5.— A fronte di un simile quadro legislativo e giurisprudenziale, la norma impugnata dal Presidente del Consiglio dei ministri si presenta in modo chiaramente dissonante, poiché consente di derogare all’intero sistema di autorizzazioni di cui ai commi 6 e 6-bis dell’art. 66 della legge reg. Veneto n. 27 del 2003, sia pure in relazione, come si è detto, ai progetti ed alle opere «di modesta complessità strutturale», privi di rilevanza per la pubblica incolumità. La modestia delle costruzioni interessate dalla deroga – la cui valutazione, inoltre, è rimessa all’individuazione da parte della Giunta regionale – non muta in modo significativo i termini del problema, perché ne risulta ugualmente la lesione del principio fondamentale della previa autorizzazione scritta per l’inizio dei lavori, di cui al menzionato art. 94 del d.P.R. n. 380 del 2001.

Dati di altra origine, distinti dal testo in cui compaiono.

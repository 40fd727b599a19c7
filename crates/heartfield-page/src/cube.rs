use glam::Vec2;
use heartfield_platform::PageElement;
use tracing::{debug, info, warn};

use crate::config::PageConfig;

const PLAY_STATE: &str = "animation-play-state";

/// Horizontal swipe detection between a touch start and end.
#[derive(Debug, Clone, Copy)]
pub struct SwipeTracker {
    threshold: f32,
    start: Option<Vec2>,
}

impl SwipeTracker {
    pub fn new(threshold: f32) -> Self {
        Self {
            threshold,
            start: None,
        }
    }

    pub fn begin(&mut self, point: Vec2) {
        self.start = Some(point);
    }

    /// True when the gesture moved mostly sideways and far enough.
    pub fn finish(&mut self, point: Vec2) -> bool {
        let Some(start) = self.start.take() else {
            return false;
        };
        let delta = point - start;
        delta.x.abs() > delta.y.abs() && delta.x.abs() > self.threshold
    }
}

/// The rotating pair of cubes, paused and resumed together.
pub struct MemoryCube {
    large: Box<dyn PageElement>,
    small: Box<dyn PageElement>,
    pause_label: String,
    resume_label: String,
    paused: bool,
    running_since: Option<f64>,
    swipe: SwipeTracker,
}

impl MemoryCube {
    pub fn new(
        large: Box<dyn PageElement>,
        small: Box<dyn PageElement>,
        config: &PageConfig,
    ) -> Self {
        Self {
            large,
            small,
            pause_label: config.cube_pause_label.clone(),
            resume_label: config.cube_resume_label.clone(),
            paused: false,
            running_since: None,
            swipe: SwipeTracker::new(config.swipe_threshold),
        }
    }

    pub fn is_paused(&self) -> bool {
        self.paused
    }

    /// When the current running stretch began, `None` while paused.
    pub fn running_since(&self) -> Option<f64> {
        self.running_since
    }

    pub fn mark_running(&mut self, now: f64) {
        if !self.paused {
            self.running_since = Some(now);
        }
    }

    pub fn toggle(&mut self, now: f64) {
        self.paused = !self.paused;
        self.apply_play_state();
        let label = if self.paused {
            &self.resume_label
        } else {
            &self.pause_label
        };
        if let Err(err) = self.large.set_attribute("aria-label", label) {
            warn!("failed to update cube label: {err}");
        }
        self.running_since = if self.paused { None } else { Some(now) };
        info!("memory cube {}", if self.paused { "paused" } else { "resumed" });
    }

    pub fn touch_start(&mut self, point: Vec2) {
        self.swipe.begin(point);
    }

    /// Toggles on a completed horizontal swipe; returns whether it did.
    pub fn touch_end(&mut self, point: Vec2, now: f64) -> bool {
        if self.swipe.finish(point) {
            self.toggle(now);
            return true;
        }
        false
    }

    /// Re-asserts the running state and flushes layout so the CSS animation
    /// carries on across overlay changes. No effect while paused.
    pub fn keep_running(&mut self) {
        if self.paused {
            return;
        }
        self.apply_play_state();
        self.large.force_layout();
        debug!("memory cube kept running");
    }

    pub fn focus(&mut self) {
        if let Err(err) = self.large.focus() {
            warn!("failed to focus cube: {err}");
        }
    }

    fn apply_play_state(&mut self) {
        let state = if self.paused { "paused" } else { "running" };
        for cube in [&mut self.large, &mut self.small] {
            if let Err(err) = cube.set_style(PLAY_STATE, state) {
                warn!("failed to set {PLAY_STATE}: {err}");
            }
        }
    }
}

Va pertanto dichiarata l’illegittimità costituzionale dell’art. 1, comma 1, della legge reg. Veneto n. 9 del 2012, per violazione dell’art. 117, terzo comma, Cost., nonché l’illegittimità costituzionale dell’art. 1, comma 2, che prevede l’applicazione delle disposizioni di cui al comma 1 ai procedimenti in corso.
per questi motivi
LA CORTE COSTITUZIONALE
dichiara l’illegittimità costituzionale dell’articolo 1, commi 1 e 2, della legge della Regione Veneto 24 febbraio 2012, n. 9 (Modifiche alla legge regionale 7 novembre 2003, n. 27 «Disposizioni generali in materia di lavori pubblici di interesse regionale e per le costruzioni in zone classificate sismiche» e successive modificazioni).
Così deciso in Roma, nella sede della Corte costituzionale, Palazzo della Consulta, l'8 aprile 2013.
F.to:
Franco GALLO, Presidente
Sergio MATTARELLA, Redattore
Gabriella MELATTI, Cancelliere
Depositata in Cancelleria il 12 aprile 2013.